Maya (pseudonym) is struggling with cancer. She is the sweetest, most giving person I could ever imagine meeting. Her life took a drastic turn when she discovered her disease. She didn't tell me until months after my daughter was born, for fear of causing me distress. Causing ME distress? Oh my, I wish she had not made that choice. I remember sitting across from her, holding my huge belly, eating pizza together. She was quieter than usual, and drank only warm water. I wish she had told me then. I visited her recently when she found out her prognosis didn't look good. She is the most beautiful person--a radiance was shining from her like I've never seen before. Her wall was covered with well wishes. She had long ago lost her hair, but she is beautiful. She's had spiritual experiences along this painful journey that she said help her be accepting of what is. She is at peace, although in pain and under the spell of the unknown. How this can be, I don't know, but she is my hero.

Jack (pseudonym) has made a life for himself. He was lost, but made decisions that led to stability and security. He is self-sufficient and independent and he works hard at bettering himself everyday. He's been advancing through school, bit by bit, with a full-time job and more, diligently practicing patience and discipline. He never had it easy and takes life as it is. He has my respect.

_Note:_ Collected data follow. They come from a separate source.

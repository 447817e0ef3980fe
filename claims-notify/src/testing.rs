//! In-memory stores and recording channels for notification tests.

use anyhow::{anyhow, Result};
use async_trait::async_trait;
use chrono::{DateTime, Duration, Offset, TimeZone, Utc};
use claims_core::store::CANDIDATE_HORIZON_DAYS;
use claims_core::types::{
    deadlines_for, DamageReport, NewNotification, Notification, NotificationType, ReportRecord, ReportStatus, Role,
    User,
};
use claims_core::{NotificationStore, ReportStore, Stores, UserStore};
use claims_delivery::{DeliveryChannel, Dispatcher, OutboundMessage};
use std::sync::atomic::{AtomicBool, AtomicUsize, Ordering};
use std::sync::{Arc, Mutex};

use crate::service::NotificationService;
use crate::templates::Templates;

pub fn utc(year: i32, month: u32, day: u32, hour: u32, minute: u32) -> DateTime<Utc> {
    Utc.with_ymd_and_hms(year, month, day, hour, minute, 0).unwrap()
}

pub fn user(id: &str, role: Role, phone: Option<&str>) -> User {
    User {
        id: id.to_string(),
        name: format!("User {id}"),
        email: format!("{id}@example.com"),
        phone: phone.map(str::to_string),
        role,
        is_active: true,
    }
}

pub fn record_with_damage_date(id: &str, damage_date: DateTime<Utc>) -> ReportRecord {
    let (airbnb, proof) = deadlines_for(damage_date);
    let mut reporter = user("reporter-1", Role::Cleaner, None);
    reporter.name = "Casey Cleaner".to_string();

    ReportRecord {
        id: id.to_string(),
        property_name: "Seaside Loft".to_string(),
        property_address: Some("1 Harbour Road".to_string()),
        damage_type: Some("Stain".to_string()),
        description: None,
        damage_date,
        checkout_date: None,
        airbnb_deadline: Some(airbnb),
        proof_deadline: Some(proof),
        submitted_to_airbnb: false,
        status: ReportStatus::Pending.to_string(),
        reporter: Some(reporter),
        first_item_name: None,
    }
}

pub fn report_with_damage_date(damage_date: DateTime<Utc>) -> DamageReport {
    DamageReport::try_from(record_with_damage_date("report-1", damage_date)).unwrap()
}

#[derive(Default)]
pub struct MemoryStore {
    users: Mutex<Vec<User>>,
    reports: Mutex<Vec<ReportRecord>>,
    notifications: Mutex<Vec<Notification>>,
    fail_reads: AtomicBool,
    fail_writes: AtomicBool,
    insert_attempts: AtomicUsize,
    fail_insert_at: AtomicUsize,
}

impl MemoryStore {
    pub fn add_user(&self, user: User) {
        self.users.lock().unwrap().push(user);
    }

    pub fn add_report(&self, record: ReportRecord) {
        self.reports.lock().unwrap().push(record);
    }

    pub fn notifications(&self) -> Vec<Notification> {
        self.notifications.lock().unwrap().clone()
    }

    pub fn fail_reads(&self, fail: bool) {
        self.fail_reads.store(fail, Ordering::SeqCst);
    }

    pub fn fail_writes(&self, fail: bool) {
        self.fail_writes.store(fail, Ordering::SeqCst);
    }

    /// Rejects only the `attempt`-th insert from now on (1-based); later inserts succeed.
    pub fn fail_insert_once(&self, attempt: usize) {
        let done = self.insert_attempts.load(Ordering::SeqCst);
        self.fail_insert_at.store(done + attempt, Ordering::SeqCst);
    }

    fn check_reads(&self) -> Result<()> {
        if self.fail_reads.load(Ordering::SeqCst) {
            return Err(anyhow!("connection refused"));
        }
        Ok(())
    }
}

fn within(deadline: Option<DateTime<Utc>>, from: DateTime<Utc>, until: DateTime<Utc>) -> bool {
    deadline.is_some_and(|d| d >= from && d < until)
}

#[async_trait]
impl ReportStore for MemoryStore {
    async fn find_reports_with_upcoming_deadlines(&self, now: DateTime<Utc>) -> Result<Vec<ReportRecord>> {
        self.check_reads()?;
        let horizon = now + Duration::days(CANDIDATE_HORIZON_DAYS);
        let proof_required = ReportStatus::ProofRequired.as_str();

        Ok(self
            .reports
            .lock()
            .unwrap()
            .iter()
            .filter(|r| {
                (!r.submitted_to_airbnb && within(r.airbnb_deadline, now, horizon))
                    || (r.status == proof_required && within(r.proof_deadline, now, horizon))
            })
            .cloned()
            .collect())
    }

    async fn find_report_by_id(&self, id: &str) -> Result<Option<ReportRecord>> {
        self.check_reads()?;
        Ok(self.reports.lock().unwrap().iter().find(|r| r.id == id).cloned())
    }
}

#[async_trait]
impl UserStore for MemoryStore {
    async fn find_active_users_by_role(&self, roles: &[Role]) -> Result<Vec<User>> {
        self.check_reads()?;
        Ok(self
            .users
            .lock()
            .unwrap()
            .iter()
            .filter(|u| u.is_active && roles.contains(&u.role))
            .cloned()
            .collect())
    }
}

#[async_trait]
impl NotificationStore for MemoryStore {
    async fn insert(&self, record: NewNotification) -> Result<Notification> {
        let attempt = self.insert_attempts.fetch_add(1, Ordering::SeqCst) + 1;
        if self.fail_writes.load(Ordering::SeqCst) {
            return Err(anyhow!("insert rejected"));
        }
        if attempt == self.fail_insert_at.load(Ordering::SeqCst) {
            return Err(anyhow!("transient insert failure"));
        }
        let mut rows = self.notifications.lock().unwrap();
        let notification = Notification {
            id: format!("n{}", rows.len() + 1),
            user_id: record.user_id,
            damage_report_id: record.damage_report_id,
            notification_type: record.notification_type,
            title: record.title,
            message: record.message,
            is_read: false,
            created_at: record.created_at,
            scheduled_for: record.scheduled_for,
        };
        rows.push(notification.clone());
        Ok(notification)
    }

    async fn exists_for_report_type_today(
        &self,
        report_id: &str,
        notification_type: NotificationType,
        day_start: DateTime<Utc>,
    ) -> Result<bool> {
        self.check_reads()?;
        Ok(self.notifications.lock().unwrap().iter().any(|n| {
            n.damage_report_id.as_deref() == Some(report_id)
                && n.notification_type == notification_type
                && n.created_at >= day_start
        }))
    }
}

/// Channel double that records completed sends; can be switched off or made to hang.
pub struct RecordingChannel {
    name: &'static str,
    configured: AtomicBool,
    hang: AtomicBool,
    sent: Mutex<Vec<(String, OutboundMessage)>>,
    attempts: AtomicUsize,
}

impl RecordingChannel {
    pub fn new(name: &'static str) -> Arc<Self> {
        Arc::new(Self {
            name,
            configured: AtomicBool::new(true),
            hang: AtomicBool::new(false),
            sent: Mutex::new(Vec::new()),
            attempts: AtomicUsize::new(0),
        })
    }

    pub fn configured(&self, configured: bool) {
        self.configured.store(configured, Ordering::SeqCst);
    }

    pub fn hang(&self, hang: bool) {
        self.hang.store(hang, Ordering::SeqCst);
    }

    pub fn sent_count(&self) -> usize {
        self.sent.lock().unwrap().len()
    }

    pub fn targets(&self) -> Vec<String> {
        self.sent.lock().unwrap().iter().map(|(to, _)| to.clone()).collect()
    }

    pub fn subjects(&self) -> Vec<String> {
        self.sent.lock().unwrap().iter().map(|(_, m)| m.subject.clone()).collect()
    }

    /// Polls until `count` sends have completed, failing the test after two seconds.
    pub async fn wait_for(&self, count: usize) {
        let waited = tokio::time::timeout(std::time::Duration::from_secs(2), async {
            while self.sent_count() < count {
                tokio::time::sleep(std::time::Duration::from_millis(5)).await;
            }
        })
        .await;
        assert!(
            waited.is_ok(),
            "{}: expected {} sends, saw {} after {} attempts",
            self.name,
            count,
            self.sent_count(),
            self.attempts.load(Ordering::SeqCst)
        );
    }
}

#[async_trait]
impl DeliveryChannel for RecordingChannel {
    fn name(&self) -> &'static str {
        self.name
    }

    fn is_configured(&self) -> bool {
        self.configured.load(Ordering::SeqCst)
    }

    async fn send(&self, target: &str, message: &OutboundMessage) -> Result<()> {
        self.attempts.fetch_add(1, Ordering::SeqCst);
        if self.hang.load(Ordering::SeqCst) {
            std::future::pending::<()>().await;
        }
        self.sent.lock().unwrap().push((target.to_string(), message.clone()));
        Ok(())
    }
}

pub struct Harness {
    pub store: Arc<MemoryStore>,
    pub email: Arc<RecordingChannel>,
    pub sms: Arc<RecordingChannel>,
    pub service: NotificationService,
}

/// A service over an empty in-memory store, rendering dates in UTC.
pub fn harness() -> Harness {
    let store = Arc::new(MemoryStore::default());
    let email = RecordingChannel::new("email");
    let sms = RecordingChannel::new("sms");

    let stores = Stores {
        reports: store.clone(),
        users: store.clone(),
        notifications: store.clone(),
    };
    let dispatcher = Dispatcher::new(
        email.clone(),
        sms.clone(),
        std::time::Duration::from_secs(10),
        std::time::Duration::from_secs(30),
    );
    let offset = Utc.fix();
    let service = NotificationService::new(
        stores,
        dispatcher,
        Templates::new("http://localhost:3000", offset),
        offset,
    );

    Harness {
        store,
        email,
        sms,
        service,
    }
}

Josephine (pseudonym) recently lost her husband at a tragically young age. An unexpected, horrific tragedy. She tended to pregnant women, assisting them through their pregnancies and was trying to have her own child. She is strong, and in deep distress. What to do now, what choices to make, where to go when your whole world is ripped apart. I don't know how she gets through the days, but she does. I simply hold her and cry with her. My daughter's was the last birth she attended before this happened. She has my torn up heart.

Natalie (pseudonym) has a new baby, but is suffering with loneliness and uncertainty--the difficulties of being isolated at a time when it takes a village. I met her one day, shopping for baby items. We talked for a long time in the aisle, exchanged addresses, and fall on each other for support. She has my admiration for being open and willing to allow strangers into her life.